• Exercise details: Every entry in the following data should be output exactly.

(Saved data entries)
☆ ☆ ☆

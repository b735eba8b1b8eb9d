use std::sync::Arc;

use axum::extract::{Path, State};
use axum::Json;
use serde::Deserialize;
use serde_json::{json, Value};

use seonoc_common::settings::{SystemTimezone, KEY_SYSTEM_TIMEZONE};
use seonoc_common::types::{AuditSeverity, Channel, EventType};
use seonoc_common::NocError;
use seonoc_ledger::record_audit;
use seonoc_templates::engine::{render, sample_context, validate};
use seonoc_templates::ContextBuilder;

use crate::actor::Actor;
use crate::error::ApiResult;
use crate::state::NocCore;

fn parse_pair(channel: &str, event: &str) -> Result<(Channel, EventType), NocError> {
    let channel = match channel {
        "telegram" => Channel::Telegram,
        "email" => Channel::Email,
        other => return Err(NocError::validation(format!("unknown channel: {other}"))),
    };
    let event = event
        .parse::<EventType>()
        .map_err(NocError::Validation)?;
    Ok((channel, event))
}

pub async fn list(State(core): State<Arc<NocCore>>, _actor: Actor) -> ApiResult<Json<Value>> {
    let templates = core.store.templates().list().await?;
    Ok(Json(json!({ "templates": templates })))
}

#[derive(Deserialize)]
pub struct UpdateBody {
    pub template_body: String,
    #[serde(default = "default_enabled")]
    pub enabled: bool,
}

fn default_enabled() -> bool {
    true
}

/// Template save is gated on the allow-list: any unknown variable rejects
/// the whole update.
pub async fn update(
    State(core): State<Arc<NocCore>>,
    actor: Actor,
    Path((channel, event)): Path<(String, String)>,
    Json(body): Json<UpdateBody>,
) -> ApiResult<Json<Value>> {
    let (channel, event) = parse_pair(&channel, &event)?;
    let invalid = validate(&body.template_body);
    if !invalid.is_empty() {
        return Err(NocError::validation(format!(
            "unknown template variables: {}",
            invalid.join(", ")
        ))
        .into());
    }
    core.store
        .templates()
        .find(channel, event)
        .await?
        .ok_or_else(|| {
            NocError::not_found(format!("template {}/{}", channel.as_str(), event.as_str()))
        })?;

    core.store
        .templates()
        .update_body(channel, event, &body.template_body, body.enabled, &actor.actor.email)
        .await?;
    core.templates.invalidate(channel, event);
    record_audit(
        &core.store,
        "template_change",
        &actor.actor.email,
        &format!("template:{}/{}", channel.as_str(), event.as_str()),
        &format!("updated (enabled = {})", body.enabled),
        AuditSeverity::Info,
        true,
    )
    .await;
    Ok(Json(json!({ "status": "updated" })))
}

pub async fn reset(
    State(core): State<Arc<NocCore>>,
    actor: Actor,
    Path((channel, event)): Path<(String, String)>,
) -> ApiResult<Json<Value>> {
    let (channel, event) = parse_pair(&channel, &event)?;
    let template = core
        .store
        .templates()
        .reset(channel, event, &actor.actor.email)
        .await?
        .ok_or_else(|| {
            NocError::not_found(format!("template {}/{}", channel.as_str(), event.as_str()))
        })?;
    core.templates.invalidate(channel, event);
    record_audit(
        &core.store,
        "template_reset",
        &actor.actor.email,
        &format!("template:{}/{}", channel.as_str(), event.as_str()),
        "reset to default",
        AuditSeverity::Info,
        true,
    )
    .await;
    Ok(Json(serde_json::to_value(template).map_err(anyhow::Error::from)?))
}

#[derive(Deserialize)]
pub struct PreviewBody {
    pub template_body: String,
}

/// Render against the fixed sample context so operators can check output
/// before saving.
pub async fn preview(
    State(_core): State<Arc<NocCore>>,
    _actor: Actor,
    Json(body): Json<PreviewBody>,
) -> ApiResult<Json<Value>> {
    let invalid = validate(&body.template_body);
    let rendered = render(&body.template_body, &sample_context());
    Ok(Json(json!({
        "rendered": rendered,
        "invalid_variables": invalid,
        "valid": invalid.is_empty(),
    })))
}

/// Send a clearly-labelled test message through the configured channel.
pub async fn send_test(State(core): State<Arc<NocCore>>, actor: Actor) -> ApiResult<Json<Value>> {
    let tz: SystemTimezone = core.store.settings().get(KEY_SYSTEM_TIMEZONE).await?;
    let context = ContextBuilder::new(&tz)
        .actor(&actor.actor, &actor.role)
        .build();
    let sent = core.router.send_event(EventType::Test, &context).await;
    Ok(Json(json!({ "sent": sent })))
}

☆ ☆ ☆

• Reply to the exercise:
repository b735eba8b1b8eb9d
use std::sync::Arc;

use axum::extract::{Path, State};
use axum::Json;
use serde::Deserialize;
use serde_json::{json, Value};

use seonoc_common::settings::{SystemTimezone, KEY_SYSTEM_TIMEZONE};
use seonoc_common::types::{AuditSeverity, Channel, EventType};
use seonoc_common::NocError;
use seonoc_ledger::record_audit;
use seonoc_templates::engine::{render, sample_context, validate};
use seonoc_templates::ContextBuilder;

use crate::actor::Actor;
use crate::error::ApiResult;
use crate::state::NocCore;

fn parse_pair(channel: &str, event: &str) -> Result<(Channel, EventType), NocError> {
    let channel = match channel {
        "telegram" => Channel::Telegram,
        "email" => Channel::Email,
        other => return Err(NocError::validation(format!("unknown channel: {other}"))),
    };
    let event = event
        .parse::<EventType>()
        .map_err(NocError::Validation)?;
    Ok((channel, event))
}

pub async fn list(State(core): State<Arc<NocCore>>, _actor: Actor) -> ApiResult<Json<Value>> {
    let templates = core.store.templates().list().await?;
    Ok(Json(json!({ "templates": templates })))
}

#[derive(Deserialize)]
pub struct UpdateBody {
    pub template_body: String,
    #[serde(default = "default_enabled")]
    pub enabled: bool,
}

fn default_enabled() -> bool {
    true
}

/// Template save is gated on the allow-list: any unknown variable rejects
/// the whole update.
pub async fn update(
    State(core): State<Arc<NocCore>>,
    actor: Actor,
    Path((channel, event)): Path<(String, String)>,
    Json(body): Json<UpdateBody>,
) -> ApiResult<Json<Value>> {
    let (channel, event) = parse_pair(&channel, &event)?;
    let invalid = validate(&body.template_body);
    if !invalid.is_empty() {
        return Err(NocError::validation(format!(
            "unknown template variables: {}",
            invalid.join(", ")
        ))
        .into());
    }
    core.store
        .templates()
        .find(channel, event)
        .await?
        .ok_or_else(|| {
            NocError::not_found(format!("template {}/{}", channel.as_str(), event.as_str()))
        })?;

    core.store
        .templates()
        .update_body(channel, event, &body.template_body, body.enabled, &actor.actor.email)
        .await?;
    core.templates.invalidate(channel, event);
    record_audit(
        &core.store,
        "template_change",
        &actor.actor.email,
        &format!("template:{}/{}", channel.as_str(), event.as_str()),
        &format!("updated (enabled = {})", body.enabled),
        AuditSeverity::Info,
        true,
    )
    .await;
    Ok(Json(json!({ "status": "updated" })))
}

pub async fn reset(
    State(core): State<Arc<NocCore>>,
    actor: Actor,
    Path((channel, event)): Path<(String, String)>,
) -> ApiResult<Json<Value>> {
    let (channel, event) = parse_pair(&channel, &event)?;
    let template = core
        .store
        .templates()
        .reset(channel, event, &actor.actor.email)
        .await?
        .ok_or_else(|| {
            NocError::not_found(format!("template {}/{}", channel.as_str(), event.as_str()))
        })?;
    core.templates.invalidate(channel, event);
    record_audit(
        &core.store,
        "template_reset",
        &actor.actor.email,
        &format!("template:{}/{}", channel.as_str(), event.as_str()),
        "reset to default",
        AuditSeverity::Info,
        true,
    )
    .await;
    Ok(Json(serde_json::to_value(template).map_err(anyhow::Error::from)?))
}

#[derive(Deserialize)]
pub struct PreviewBody {
    pub template_body: String,
}

/// Render against the fixed sample context so operators can check output
/// before saving.
pub async fn preview(
    State(_core): State<Arc<NocCore>>,
    _actor: Actor,
    Json(body): Json<PreviewBody>,
) -> ApiResult<Json<Value>> {
    let invalid = validate(&body.template_body);
    let rendered = render(&body.template_body, &sample_context());
    Ok(Json(json!({
        "rendered": rendered,
        "invalid_variables": invalid,
        "valid": invalid.is_empty(),
    })))
}

/// Send a clearly-labelled test message through the configured channel.
pub async fn send_test(State(core): State<Arc<NocCore>>, actor: Actor) -> ApiResult<Json<Value>> {
    let tz: SystemTimezone = core.store.settings().get(KEY_SYSTEM_TIMEZONE).await?;
    let context = ContextBuilder::new(&tz)
        .actor(&actor.actor, &actor.role)
        .build();
    let sent = core.router.send_event(EventType::Test, &context).await;
    Ok(Json(json!({ "sent": sent })))
}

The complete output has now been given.